ASSIGNMENT
Go over the data below line by line, and state how many lines contain the string "previous". Give the number only.

RECORDS PROVIDED
use std::collections::{BTreeMap, HashMap};
use std::path::{Path, PathBuf};
use std::sync::LazyLock;

use regex::Regex;
use tracing::{debug, warn};

use crate::error::SkillError;

const SKILL_FILE: &str = "SKILL.md";

static FRONTMATTER_RE: LazyLock<Regex> = LazyLock::new(|| {
    Regex::new(r"(?s)^---\r?\n(.*?)\r?\n---[ \t]*(?:\r?\n(.*))?$").expect("valid frontmatter regex")
});

/// A knowledge module: name and description are always advertised, the body
/// is only handed out when the model loads the skill.
#[derive(Debug, Clone, PartialEq, Eq)]
pub struct Skill {
    pub name: String,
    pub description: String,
    pub body: String,
    pub path: PathBuf,
}

/// Parse a `SKILL.md` document. Both `name` and `description` are required.
pub fn parse_skill(content: &str, path: &Path) -> Result<Skill, SkillError> {
    let caps = FRONTMATTER_RE
        .captures(content)
        .ok_or_else(|| SkillError::MissingFrontmatter(path.to_path_buf()))?;

    let header = caps.get(1).map(|m| m.as_str()).unwrap_or_default();
    let mut meta: HashMap<&str, String> = HashMap::new();
    for line in header.lines() {
        if let Some((key, value)) = line.split_once(':') {
            let value = value.trim().trim_matches('"').trim_matches('\'');
            meta.insert(key.trim(), value.to_string());
        }
    }

    let mut take = |field: &'static str| {
        meta.remove(field)
            .filter(|v| !v.is_empty())
            .ok_or_else(|| SkillError::MissingField {
                field,
                path: path.to_path_buf(),
            })
    };
    let name = take("name")?;
    let description = take("description")?;

    Ok(Skill {
        name,
        description,
        body: caps
            .get(2)
            .map(|m| m.as_str().trim().to_string())
            .unwrap_or_default(),
        path: path.to_path_buf(),
    })
}

/// Read and parse one `SKILL.md` file.
pub fn load_skill_file(path: &Path) -> Result<Skill, SkillError> {
    let content = std::fs::read_to_string(path).map_err(|source| SkillError::Io {
        path: path.to_path_buf(),
        source,
    })?;
    parse_skill(&content, path)
}

/// Named knowledge modules, kept in name order.
#[derive(Debug, Clone, Default)]
pub struct SkillRegistry {
    skills: BTreeMap<String, Skill>,
}

impl SkillRegistry {
    pub fn new() -> Self {
        Self::default()
    }

    /// Load every `<dir>/<module>/SKILL.md` under `dir`.
    ///
    /// Invalid modules are logged and skipped; a missing directory loads
    /// nothing. Returns the number of skills added.
    pub fn load_from_dir(&mut self, dir: &Path) -> usize {
        let entries = match std::fs::read_dir(dir) {
            Ok(e) => e,
            Err(e) => {
                debug!("No skills loaded from {}: {e}", dir.display());
                return 0;
            }
        };

        let mut loaded = 0;
        for entry in entries.flatten() {
            let skill_file = entry.path().join(SKILL_FILE);
            if !entry.path().is_dir() || !skill_file.is_file() {
                continue;
            }
            match load_skill_file(&skill_file) {
                Ok(skill) => {
                    self.register(skill);
                    loaded += 1;
                }
                Err(e) => warn!("Skipping skill: {e}"),
            }
        }
        loaded
    }

    /// Add a skill, replacing any skill with the same name.
    ///
    /// Replacement is logged and the previous skill is returned.
    pub fn register(&mut self, skill: Skill) -> Option<Skill> {
        let name = skill.name.clone();
        let previous = self.skills.insert(name.clone(), skill);
        match &previous {
            Some(old) => warn!(
                "Skill '{name}' registered twice; {} replaced",
                old.path.display()
            ),
            None => debug!("Registered skill '{name}'"),
        }
        previous
    }

    pub fn get(&self, name: &str) -> Option<&Skill> {
        self.skills.get(name)
    }

    pub fn has(&self, name: &str) -> bool {
        self.skills.contains_key(name)
    }

    /// Skill names, sorted.
    pub fn list(&self) -> Vec<String> {
        self.skills.keys().cloned().collect()
    }

    /// `(name, description)` pairs in name order.
    pub fn metadata(&self) -> impl Iterator<Item = (&str, &str)> {
        self.skills
            .values()
            .map(|s| (s.name.as_str(), s.description.as_str()))
    }

    /// One line per skill for the system prompt, or empty when there are none.
    pub fn metadata_prompt(&self) -> String {
        if self.skills.is_empty() {
            return String::new();
        }
        let lines: Vec<String> = self
            .metadata()
            .map(|(name, description)| format!("- {name}: {description}"))
            .collect();
        format!(
            "Available skills (use load_skill tool to activate):\n{}",
            lines.join("\n")
        )
    }

    pub fn len(&self) -> usize {
        self.skills.len()
    }

    pub fn is_empty(&self) -> bool {
        self.skills.is_empty()
    }
}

EXERCISE OUTPUT
4